Saved data entries
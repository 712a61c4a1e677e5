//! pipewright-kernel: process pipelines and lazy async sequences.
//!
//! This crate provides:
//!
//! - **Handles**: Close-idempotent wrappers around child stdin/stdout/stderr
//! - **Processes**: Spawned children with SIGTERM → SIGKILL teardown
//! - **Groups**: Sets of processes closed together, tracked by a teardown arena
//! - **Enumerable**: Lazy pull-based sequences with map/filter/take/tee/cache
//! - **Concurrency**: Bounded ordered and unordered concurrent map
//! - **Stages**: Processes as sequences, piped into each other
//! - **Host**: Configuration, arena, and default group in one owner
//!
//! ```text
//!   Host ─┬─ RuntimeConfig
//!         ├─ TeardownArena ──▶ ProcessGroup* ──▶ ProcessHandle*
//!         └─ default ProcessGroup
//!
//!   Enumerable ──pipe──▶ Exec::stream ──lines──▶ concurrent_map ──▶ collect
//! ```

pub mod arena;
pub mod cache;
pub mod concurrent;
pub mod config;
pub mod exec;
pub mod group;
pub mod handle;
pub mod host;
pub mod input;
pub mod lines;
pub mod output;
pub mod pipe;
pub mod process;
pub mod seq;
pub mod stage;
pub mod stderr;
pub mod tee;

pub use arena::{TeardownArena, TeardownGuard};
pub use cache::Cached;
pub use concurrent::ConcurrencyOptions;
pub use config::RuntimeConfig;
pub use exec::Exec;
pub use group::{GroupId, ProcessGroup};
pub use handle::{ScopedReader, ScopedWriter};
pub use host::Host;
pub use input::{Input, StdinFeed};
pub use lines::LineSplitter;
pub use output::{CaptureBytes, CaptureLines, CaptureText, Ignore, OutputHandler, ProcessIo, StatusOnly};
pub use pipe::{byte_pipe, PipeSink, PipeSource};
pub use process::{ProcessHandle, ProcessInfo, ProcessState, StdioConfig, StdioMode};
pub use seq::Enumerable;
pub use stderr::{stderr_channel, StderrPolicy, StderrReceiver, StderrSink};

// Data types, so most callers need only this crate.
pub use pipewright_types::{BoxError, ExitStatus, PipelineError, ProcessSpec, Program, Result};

* * *

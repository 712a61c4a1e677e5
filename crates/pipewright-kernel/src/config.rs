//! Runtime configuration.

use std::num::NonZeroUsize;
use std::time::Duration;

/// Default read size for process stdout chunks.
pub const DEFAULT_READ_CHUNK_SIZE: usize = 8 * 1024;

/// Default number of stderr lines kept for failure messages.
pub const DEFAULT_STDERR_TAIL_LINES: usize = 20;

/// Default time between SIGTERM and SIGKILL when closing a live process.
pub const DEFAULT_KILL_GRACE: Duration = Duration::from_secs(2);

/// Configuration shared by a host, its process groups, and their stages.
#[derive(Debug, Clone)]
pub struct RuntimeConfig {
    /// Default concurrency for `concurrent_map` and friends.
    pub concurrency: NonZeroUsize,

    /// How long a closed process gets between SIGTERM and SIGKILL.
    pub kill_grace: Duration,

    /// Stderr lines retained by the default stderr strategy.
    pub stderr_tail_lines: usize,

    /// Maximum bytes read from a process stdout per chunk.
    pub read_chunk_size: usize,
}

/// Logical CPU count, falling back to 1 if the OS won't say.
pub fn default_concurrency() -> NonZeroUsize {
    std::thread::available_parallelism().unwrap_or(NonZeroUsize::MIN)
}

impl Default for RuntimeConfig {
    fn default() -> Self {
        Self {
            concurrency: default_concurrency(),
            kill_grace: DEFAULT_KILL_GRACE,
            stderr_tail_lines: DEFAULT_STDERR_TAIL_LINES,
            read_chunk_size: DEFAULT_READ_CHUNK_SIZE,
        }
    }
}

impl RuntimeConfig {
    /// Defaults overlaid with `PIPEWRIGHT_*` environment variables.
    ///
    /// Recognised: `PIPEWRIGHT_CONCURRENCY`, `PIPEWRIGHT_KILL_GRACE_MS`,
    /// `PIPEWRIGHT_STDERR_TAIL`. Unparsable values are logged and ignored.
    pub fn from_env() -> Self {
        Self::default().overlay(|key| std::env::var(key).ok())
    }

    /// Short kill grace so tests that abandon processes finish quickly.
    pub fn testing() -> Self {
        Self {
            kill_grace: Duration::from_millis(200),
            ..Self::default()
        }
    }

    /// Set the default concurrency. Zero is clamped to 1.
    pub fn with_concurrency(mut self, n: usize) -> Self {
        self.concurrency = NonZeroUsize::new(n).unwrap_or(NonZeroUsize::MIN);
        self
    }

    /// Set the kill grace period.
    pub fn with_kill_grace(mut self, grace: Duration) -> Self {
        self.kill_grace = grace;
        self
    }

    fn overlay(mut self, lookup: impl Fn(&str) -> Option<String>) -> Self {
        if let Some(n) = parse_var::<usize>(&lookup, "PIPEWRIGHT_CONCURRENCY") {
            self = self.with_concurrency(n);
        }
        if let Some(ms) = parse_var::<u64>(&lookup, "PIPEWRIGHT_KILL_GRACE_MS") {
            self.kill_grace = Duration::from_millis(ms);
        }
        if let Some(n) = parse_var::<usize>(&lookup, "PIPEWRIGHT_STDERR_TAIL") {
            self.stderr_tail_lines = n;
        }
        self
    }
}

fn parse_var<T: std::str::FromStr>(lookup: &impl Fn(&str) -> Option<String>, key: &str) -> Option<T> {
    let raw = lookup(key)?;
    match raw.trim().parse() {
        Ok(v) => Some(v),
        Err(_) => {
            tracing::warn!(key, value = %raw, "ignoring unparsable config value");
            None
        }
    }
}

### Required action
Return every line from the entries that holds the string "NonZeroUsize".

### Exercise output
use std::num::NonZeroUsize;
    pub concurrency: NonZeroUsize,
pub fn default_concurrency() -> NonZeroUsize {
    std::thread::available_parallelism().unwrap_or(NonZeroUsize::MIN)
        self.concurrency = NonZeroUsize::new(n).unwrap_or(NonZeroUsize::MIN);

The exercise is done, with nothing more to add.